THE RECORDS:
--------------------

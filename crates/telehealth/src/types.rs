use chrono::NaiveDateTime;
use serde::{Deserialize, Serialize};

#[derive(
    Debug, Clone, Copy, Default, PartialEq, Eq, Serialize, Deserialize, strum::Display,
)]
#[serde(rename_all = "lowercase")]
#[strum(serialize_all = "lowercase")]
pub enum AppointmentType {
    #[default]
    Video,
    Chat,
}

#[derive(
    Debug, Clone, Copy, Default, PartialEq, Eq, Serialize, Deserialize, strum::Display,
)]
#[serde(rename_all = "lowercase")]
#[strum(serialize_all = "lowercase")]
pub enum AppointmentStatus {
    #[default]
    Scheduled,
    Completed,
    Cancelled,
}

#[derive(Debug, Clone, PartialEq, Eq, Serialize, Deserialize)]
#[serde(rename_all = "camelCase")]
pub struct Appointment {
    pub id: String,
    pub doctor_name: String,
    /// Local date-time of the visit, `%Y-%m-%dT%H:%M:%S`.
    pub date: String,
    #[serde(default, skip_serializing_if = "Option::is_none")]
    pub notes: Option<String>,
    #[serde(rename = "type")]
    pub kind: AppointmentType,
    #[serde(default)]
    pub reminder: bool,
    #[serde(default)]
    pub status: AppointmentStatus,
}

impl Appointment {
    pub fn at(&self) -> Option<NaiveDateTime> {
        healthhub_notification::parse_date(&self.date)
    }
}

/// What the booking form collects.
#[derive(Debug, Clone)]
pub struct NewAppointment {
    pub doctor_name: String,
    pub at: NaiveDateTime,
    pub notes: Option<String>,
    pub kind: AppointmentType,
    pub reminder: bool,
}

impl NewAppointment {
    pub fn new(doctor_name: impl Into<String>, at: NaiveDateTime) -> Self {
        Self {
            doctor_name: doctor_name.into(),
            at,
            notes: None,
            kind: AppointmentType::default(),
            reminder: true,
        }
    }

    pub fn notes(mut self, notes: impl Into<String>) -> Self {
        self.notes = Some(notes.into());
        self
    }

    pub fn kind(mut self, kind: AppointmentType) -> Self {
        self.kind = kind;
        self
    }

    pub fn reminder(mut self, reminder: bool) -> Self {
        self.reminder = reminder;
        self
    }
}
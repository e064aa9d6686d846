mod book;
mod error;
mod store;
mod types;

pub use book::*;
pub use error::*;
pub use store::*;
pub use types::*;
use anyhow::Result;

fn main() -> Result<()> {
    env_logger::init();

    let schema = doodleboard::Config::json_schema();
    println!("{}", serde_json::to_string_pretty(&schema)?);
    Ok(())
}
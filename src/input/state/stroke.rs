use crate::draw::SegmentTarget;
use crate::util::Point;
use log::debug;

use super::ToolState;

/// Points sampled during one pointer-down-to-up gesture.
///
/// Always holds at least the starting point, so the last point is never
/// missing while a session exists.
#[derive(Debug, Clone, PartialEq)]
pub struct StrokeSession {
    points: Vec<Point>,
}

impl StrokeSession {
    fn new(start: Point) -> Self {
        Self {
            points: vec![start],
        }
    }

    /// Samples in arrival order, starting with the pointer-down position.
    pub fn points(&self) -> &[Point] {
        &self.points
    }

    pub fn last_point(&self) -> Point {
        self.points[self.points.len() - 1]
    }
}

/// Renders stroke sessions as connected segments in sample order.
///
/// No smoothing, interpolation or simplification is applied: each sample adds
/// exactly one segment from the previous sample.
#[derive(Debug, Default)]
pub struct StrokeRenderer {
    session: Option<StrokeSession>,
}

impl StrokeRenderer {
    pub fn new() -> Self {
        Self::default()
    }

    /// Starts a new session at `point` unless `tool` is inactive.
    ///
    /// A session still in progress is replaced. Returns true if a session was
    /// started.
    pub fn begin_stroke(&mut self, point: Point, tool: &ToolState) -> bool {
        if !tool.mode().is_drawing() {
            return false;
        }
        if self.session.is_some() {
            debug!("New stroke started before the previous one ended; replacing it");
        }
        self.session = Some(StrokeSession::new(point));
        true
    }

    /// Draws a segment from the last sample to `point` onto `target`.
    ///
    /// Uses the tool's color, width and mode as they are right now. Does
    /// nothing (and records nothing) without a session or when the tool is
    /// inactive. Returns true if a segment was drawn.
    pub fn extend_stroke(
        &mut self,
        point: Point,
        tool: &ToolState,
        target: &mut impl SegmentTarget,
    ) -> bool {
        let Some(session) = self.session.as_mut() else {
            return false;
        };
        let Some(brush) = tool.brush() else {
            return false;
        };

        target.draw_segment(session.last_point(), point, &brush);
        session.points.push(point);
        true
    }

    /// Ends the session, returning what was sampled.
    pub fn end_stroke(&mut self) -> Option<StrokeSession> {
        self.session.take()
    }

    pub fn session(&self) -> Option<&StrokeSession> {
        self.session.as_ref()
    }

    pub fn is_active(&self) -> bool {
        self.session.is_some()
    }
}
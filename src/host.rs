//! Seams between the drawing board and the host UI that lays it out.

use crate::util::Bounds;

/// A host layout element the drawing buffer is stretched over.
pub trait Container {
    /// Current bounding box of the element in screen coordinates.
    fn bounding_rect(&self) -> Bounds;
}

/// Fixed bounds act as a container that never moves.
impl Container for Bounds {
    fn bounding_rect(&self) -> Bounds {
        *self
    }
}

/// Receives size-change notifications pushed by the host.
///
/// Hosts call this from their container or window resize hook instead of the
/// board polling layout.
pub trait ResizeObserver {
    fn on_resize(&mut self, bounds: Bounds);
}
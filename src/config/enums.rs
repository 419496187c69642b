//! Configuration enum types.

use crate::draw::{BLACK, Color};
use log::warn;
use schemars::JsonSchema;
use serde::{Deserialize, Serialize};

/// Color specification - a palette name, a hex string, or RGB values.
///
/// # Examples
/// ```toml
/// # Named palette color
/// default_color = "red"
///
/// # Hex string
/// default_color = "#805ad5"
///
/// # Custom RGB color (0-255 per component)
/// default_color = [255, 128, 0]
/// ```
#[derive(Debug, Serialize, Deserialize, Clone, PartialEq, JsonSchema)]
#[serde(untagged)]
pub enum ColorSpec {
    /// Palette name (black, slate, red, green, blue, purple, yellow, orange,
    /// white, sky) or a `#rrggbb` hex string
    Name(String),
    /// RGB color as [red, green, blue] where each component is 0-255
    Rgb([u8; 3]),
}

impl ColorSpec {
    /// Returns the color if the name or RGB triple is valid.
    pub fn try_to_color(&self) -> Option<Color> {
        match self {
            ColorSpec::Name(name) => crate::util::parse_color(name),
            ColorSpec::Rgb([r, g, b]) => Some(Color::from_rgb8(*r, *g, *b)),
        }
    }

    /// Converts the color specification to a [`Color`] struct.
    ///
    /// Unknown names and malformed hex strings fall back to black with a
    /// warning.
    pub fn to_color(&self) -> Color {
        self.try_to_color().unwrap_or_else(|| {
            warn!("Unknown color {:?}, using black", self);
            BLACK
        })
    }
}
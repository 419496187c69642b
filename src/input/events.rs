//! Generic pointer event types delivered by the host.

/// One contact point of a touch event, in screen coordinates.
#[derive(Debug, Clone, Copy, PartialEq)]
pub struct TouchPoint {
    pub client_x: f64,
    pub client_y: f64,
}

/// Pointer input delivered by the host UI.
#[derive(Debug, Clone, PartialEq)]
pub enum PointerEvent {
    /// Mouse (or pen emulating a mouse) at a screen position
    Mouse { client_x: f64, client_y: f64 },
    /// Touch event; only the first contact point is used for drawing
    Touch { touches: Vec<TouchPoint> },
}

impl PointerEvent {
    pub fn mouse(client_x: f64, client_y: f64) -> Self {
        Self::Mouse { client_x, client_y }
    }

    /// Single-finger touch event.
    pub fn touch(client_x: f64, client_y: f64) -> Self {
        Self::Touch {
            touches: vec![TouchPoint { client_x, client_y }],
        }
    }

    pub fn is_touch(&self) -> bool {
        matches!(self, Self::Touch { .. })
    }

    /// Screen position of the mouse, or of the first touch point.
    pub fn client_position(&self) -> Option<(f64, f64)> {
        match self {
            Self::Mouse { client_x, client_y } => Some((*client_x, *client_y)),
            Self::Touch { touches } => touches
                .first()
                .map(|touch| (touch.client_x, touch.client_y)),
        }
    }
}

/// What the host should do with an event after the board handled it.
#[derive(Debug, Clone, Copy, PartialEq, Eq, Default)]
pub struct EventResponse {
    /// Suppress the host's default handling (touch scrolling)
    pub prevent_default: bool,
}

impl EventResponse {
    /// Touch input is claimed exclusively while a stroke is in progress.
    pub(crate) fn for_event(event: &PointerEvent, stroke_active: bool) -> Self {
        Self {
            prevent_default: stroke_active && event.is_touch(),
        }
    }
}
//! Configuration file support for doodleboard.
//!
//! This module handles loading and validating user settings from the configuration file
//! located at `~/.config/doodleboard/config.toml`. Settings cover the brush defaults and
//! the color picker palette.
//!
//! If no config file exists, sensible defaults are used automatically.

pub mod enums;
pub mod types;

// Re-export commonly used types at module level
pub use enums::ColorSpec;
pub use types::DrawingConfig;

use crate::input::state::{MAX_BRUSH_WIDTH, MIN_BRUSH_WIDTH, clamp_brush_width};
use anyhow::{Context, Result};
use log::{debug, info, warn};
use schemars::JsonSchema;
use serde::{Deserialize, Serialize};
use std::fs;
use std::path::{Path, PathBuf};

/// Main configuration structure containing all user settings.
///
/// This is the root configuration type that gets deserialized from the TOML file.
/// All fields have sensible defaults and will use those if not specified in the config file.
///
/// # Example TOML
/// ```toml
/// [drawing]
/// default_color = "#000000"
/// default_brush_width = 3
/// palette = ["black", "red", "#4299e1", [255, 128, 0]]
/// ```
#[derive(Debug, Serialize, Deserialize, Default, JsonSchema)]
pub struct Config {
    /// Brush defaults and palette
    #[serde(default)]
    pub drawing: DrawingConfig,
}

impl Config {
    /// Validates and clamps all configuration values to acceptable ranges.
    ///
    /// Invalid values are clamped or replaced and a warning is logged; a config
    /// file is never rejected for out-of-range values.
    ///
    /// Validated ranges:
    /// - `default_brush_width`: 1 - 20
    /// - `default_color`: must resolve to a color (falls back to black)
    /// - `palette`: invalid entries dropped; an empty palette restores the default
    fn validate_and_clamp(&mut self) {
        let width = self.drawing.default_brush_width;
        if !(MIN_BRUSH_WIDTH as i64..=MAX_BRUSH_WIDTH as i64).contains(&width) {
            warn!(
                "Invalid default_brush_width {}, clamping to {}-{} range",
                width, MIN_BRUSH_WIDTH, MAX_BRUSH_WIDTH
            );
            self.drawing.default_brush_width = clamp_brush_width(width) as i64;
        }

        if self.drawing.default_color.try_to_color().is_none() {
            warn!(
                "Invalid default_color {:?}, falling back to black",
                self.drawing.default_color
            );
            self.drawing.default_color = ColorSpec::Name("#000000".to_string());
        }

        let before = self.drawing.palette.len();
        self.drawing
            .palette
            .retain(|spec| spec.try_to_color().is_some());
        if self.drawing.palette.len() != before {
            warn!(
                "Dropped {} invalid palette entries",
                before - self.drawing.palette.len()
            );
        }
        if self.drawing.palette.is_empty() {
            warn!("Palette is empty, restoring the default swatches");
            self.drawing.palette = DrawingConfig::default().palette;
        }
    }

    /// Returns the path to the configuration file.
    ///
    /// The config file is located at `~/.config/doodleboard/config.toml`.
    ///
    /// # Errors
    /// Returns an error if the config directory cannot be determined (e.g., HOME not set).
    pub fn get_config_path() -> Result<PathBuf> {
        let config_dir = dirs::config_dir()
            .context("Could not find config directory")?
            .join("doodleboard");

        Ok(config_dir.join("config.toml"))
    }

    /// Loads configuration from the default location, or returns defaults if not found.
    ///
    /// # Errors
    /// Returns an error if:
    /// - The config directory path cannot be determined
    /// - The file exists but cannot be read
    /// - The file exists but contains invalid TOML syntax
    pub fn load() -> Result<Self> {
        let config_path = Self::get_config_path()?;
        Self::load_from(&config_path)
    }

    /// Loads configuration from `config_path`, or returns defaults if it does not exist.
    ///
    /// All loaded values are validated and clamped to acceptable ranges.
    pub fn load_from(config_path: &Path) -> Result<Self> {
        if !config_path.exists() {
            info!("Config file not found, using defaults");
            debug!("Expected config at: {}", config_path.display());
            return Ok(Self::default());
        }

        let config_str = fs::read_to_string(config_path)
            .with_context(|| format!("Failed to read config from {}", config_path.display()))?;

        let mut config: Config = toml::from_str(&config_str)
            .with_context(|| format!("Failed to parse config from {}", config_path.display()))?;

        // Validate and clamp values to acceptable ranges
        config.validate_and_clamp();

        info!("Loaded config from {}", config_path.display());
        debug!("Config: {:?}", config);

        Ok(config)
    }

    /// Saves the configuration to `config_path` as TOML.
    ///
    /// Creates the parent directory if it doesn't exist.
    pub fn save_to(&self, config_path: &Path) -> Result<()> {
        if let Some(parent) = config_path.parent() {
            fs::create_dir_all(parent).context("Failed to create config directory")?;
        }

        let config_str = toml::to_string_pretty(self).context("Failed to serialize config")?;

        fs::write(config_path, config_str)
            .with_context(|| format!("Failed to write config to {}", config_path.display()))?;

        info!("Saved config to {}", config_path.display());
        Ok(())
    }

    /// Saves the configuration to the default location.
    pub fn save(&self) -> Result<()> {
        let config_path = Self::get_config_path()?;
        self.save_to(&config_path)
    }

    /// Returns the JSON schema describing the config file.
    pub fn json_schema() -> schemars::Schema {
        schemars::schema_for!(Config)
    }
}

#[cfg(test)]
mod tests {
    use super::*;
    use crate::draw::{BLACK, DEFAULT_PALETTE, RED};
    use tempfile::TempDir;

    #[test]
    fn missing_file_yields_defaults() {
        let temp = TempDir::new().unwrap();
        let config = Config::load_from(&temp.path().join("absent.toml")).unwrap();
        assert_eq!(config.drawing.default_brush_width, 3);
        assert_eq!(config.drawing.default_color.to_color(), BLACK);
        assert_eq!(config.drawing.palette_colors(), DEFAULT_PALETTE.to_vec());
    }

    #[test]
    fn load_clamps_and_repairs_values() {
        let temp = TempDir::new().unwrap();
        let path = temp.path().join("config.toml");
        fs::write(
            &path,
            r##"
[drawing]
default_color = "not-a-color"
default_brush_width = -5
palette = ["red", "#zzzzzz", [0, 0, 0]]
"##,
        )
        .unwrap();

        let config = Config::load_from(&path).unwrap();
        assert_eq!(config.drawing.default_brush_width, 1);
        assert_eq!(config.drawing.default_color.to_color(), BLACK);
        assert_eq!(config.drawing.palette_colors(), vec![RED, BLACK]);
    }

    #[test]
    fn empty_palette_restores_default() {
        let temp = TempDir::new().unwrap();
        let path = temp.path().join("config.toml");
        fs::write(&path, "[drawing]\npalette = []\ndefault_brush_width = 999\n").unwrap();

        let config = Config::load_from(&path).unwrap();
        assert_eq!(config.drawing.default_brush_width, 20);
        assert_eq!(config.drawing.palette.len(), DEFAULT_PALETTE.len());
    }

    #[test]
    fn invalid_toml_reports_path() {
        let temp = TempDir::new().unwrap();
        let path = temp.path().join("config.toml");
        fs::write(&path, "[drawing\n").unwrap();

        let err = Config::load_from(&path).unwrap_err();
        assert!(format!("{err}").contains("Failed to parse config"));
    }

    #[test]
    fn save_then_load_preserves_settings() {
        let temp = TempDir::new().unwrap();
        let path = temp.path().join("nested").join("config.toml");
        let mut config = Config::default();
        config.drawing.default_brush_width = 12;
        config.drawing.default_color = ColorSpec::Rgb([229, 62, 62]);
        config.save_to(&path).unwrap();

        let loaded = Config::load_from(&path).unwrap();
        assert_eq!(loaded.drawing.default_brush_width, 12);
        assert_eq!(loaded.drawing.default_color.to_color(), RED);
    }

    #[test]
    fn schema_names_drawing_section() {
        let schema = serde_json::to_string(&Config::json_schema()).unwrap();
        assert!(schema.contains("default_brush_width"));
    }
}
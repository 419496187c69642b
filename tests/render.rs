use doodleboard::draw::{Color, RED, Surface};
use doodleboard::host::{Container, ResizeObserver};
use doodleboard::input::PointerEvent;
use doodleboard::util::{Bounds, Point};
use doodleboard::{DrawingBoard, ToolMode};

/// Host element that reports wherever the layout last put it.
struct Panel {
    rect: Bounds,
}

impl Container for Panel {
    fn bounding_rect(&self) -> Bounds {
        self.rect
    }
}

fn mounted_board(width: f64, height: f64) -> DrawingBoard {
    let panel = Panel {
        rect: Bounds::new(0.0, 0.0, width, height),
    };
    let mut board = DrawingBoard::new();
    board.initialize(&panel);
    board
}

fn opaque_pixels(surface: &mut Surface) -> usize {
    let (width, height) = surface.dimensions().unwrap_or_default();
    let mut count = 0;
    for y in 0..height {
        for x in 0..width {
            if surface.pixel(x, y).is_some_and(|p| p.a == 255) {
                count += 1;
            }
        }
    }
    count
}

#[test]
fn diagonal_stroke_is_visible_until_cleared() {
    let mut board = mounted_board(400.0, 300.0);
    assert_eq!(board.surface().dimensions(), Some((400, 300)));
    board.set_mode(ToolMode::Paint);
    board.begin_stroke(Point::new(10.0, 10.0));
    board.extend_stroke(Point::new(50.0, 50.0));
    board.end_stroke();

    let surface = board.surface_mut();
    for i in 12..48 {
        let pixel = surface.pixel(i, i).unwrap();
        assert_eq!(pixel.a, 255, "diagonal gap at {i}");
        assert_eq!((pixel.r, pixel.g, pixel.b), (0, 0, 0));
    }
    // Width 3 line: nothing a few pixels off the diagonal
    assert!(surface.pixel(30, 36).unwrap().is_transparent());
    assert!(surface.pixel(36, 30).unwrap().is_transparent());
    assert!(surface.pixel(60, 60).unwrap().is_transparent());

    board.clear_surface();
    assert!(board.surface_mut().is_blank());
    assert_eq!(opaque_pixels(board.surface_mut()), 0);
}

#[test]
fn stroke_uses_configured_color_and_width() {
    let mut board = mounted_board(120.0, 60.0);
    board.set_color(RED);
    board.set_brush_width(9);
    board.set_mode(ToolMode::Paint);
    board.begin_stroke(Point::new(20.0, 30.0));
    board.extend_stroke(Point::new(100.0, 30.0));
    board.end_stroke();

    let surface = board.surface_mut();
    let center = surface.pixel(60, 30).unwrap();
    assert_eq!(center.a, 255);
    assert!((center.r as i32 - 0xe5).abs() <= 1);
    assert!((center.g as i32 - 0x3e).abs() <= 1);
    assert!((center.b as i32 - 0x3e).abs() <= 1);

    // Half width 4.5 around y = 30
    assert_eq!(surface.pixel(60, 26).unwrap().a, 255);
    assert_eq!(surface.pixel(60, 33).unwrap().a, 255);
    assert!(surface.pixel(60, 22).unwrap().is_transparent());
    assert!(surface.pixel(60, 38).unwrap().is_transparent());
}

#[test]
fn wider_brush_covers_more_pixels() {
    let mut coverage = Vec::new();
    for width in [1, 5, 20] {
        let mut board = mounted_board(200.0, 100.0);
        board.set_brush_width(width);
        board.set_mode(ToolMode::Paint);
        board.begin_stroke(Point::new(40.0, 50.0));
        board.extend_stroke(Point::new(160.0, 50.0));
        board.end_stroke();
        coverage.push(opaque_pixels(board.surface_mut()));
    }
    assert!(coverage[0] < coverage[1] && coverage[1] < coverage[2], "{coverage:?}");
}

#[test]
fn erase_stroke_clears_painted_pixels() {
    let mut board = mounted_board(200.0, 200.0);
    board.set_color(Color::from_rgb8(0x80, 0x5a, 0xd5));
    board.set_brush_width(6);
    board.set_mode(ToolMode::Paint);
    board.on_pointer_down(&PointerEvent::mouse(20.0, 100.0));
    board.on_pointer_move(&PointerEvent::mouse(100.0, 100.0));
    board.on_pointer_move(&PointerEvent::mouse(180.0, 100.0));
    board.on_pointer_up();
    assert!(opaque_pixels(board.surface_mut()) > 0);

    board.set_mode(ToolMode::Erase);
    board.set_brush_width(20);
    board.on_pointer_down(&PointerEvent::mouse(20.0, 100.0));
    board.on_pointer_move(&PointerEvent::mouse(180.0, 100.0));
    board.on_pointer_leave();

    assert!(board.surface_mut().is_blank());
}

#[test]
fn resize_observer_replaces_buffer() {
    let mut board = mounted_board(300.0, 200.0);
    board.set_mode(ToolMode::Paint);
    board.begin_stroke(Point::new(0.0, 0.0));
    board.extend_stroke(Point::new(299.0, 199.0));
    board.end_stroke();
    assert!(!board.surface_mut().is_blank());

    let observer: &mut dyn ResizeObserver = &mut board;
    observer.on_resize(Bounds::new(0.0, 0.0, 123.0, 45.0));

    assert_eq!(board.surface().dimensions(), Some((123, 45)));
    assert!(board.surface_mut().is_blank());
}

--------------------

TRY IT: The reply should consist solely of the lines of the data, exact, from the opening line through the line with "pub enum AppointmentType", inclusive.

ANSWER SPACE:
filename crates/telehealth/src/types.rs
use chrono::NaiveDateTime;
use serde::{Deserialize, Serialize};

#[derive(
    Debug, Clone, Copy, Default, PartialEq, Eq, Serialize, Deserialize, strum::Display,
)]
#[serde(rename_all = "lowercase")]
#[strum(serialize_all = "lowercase")]
pub enum AppointmentType {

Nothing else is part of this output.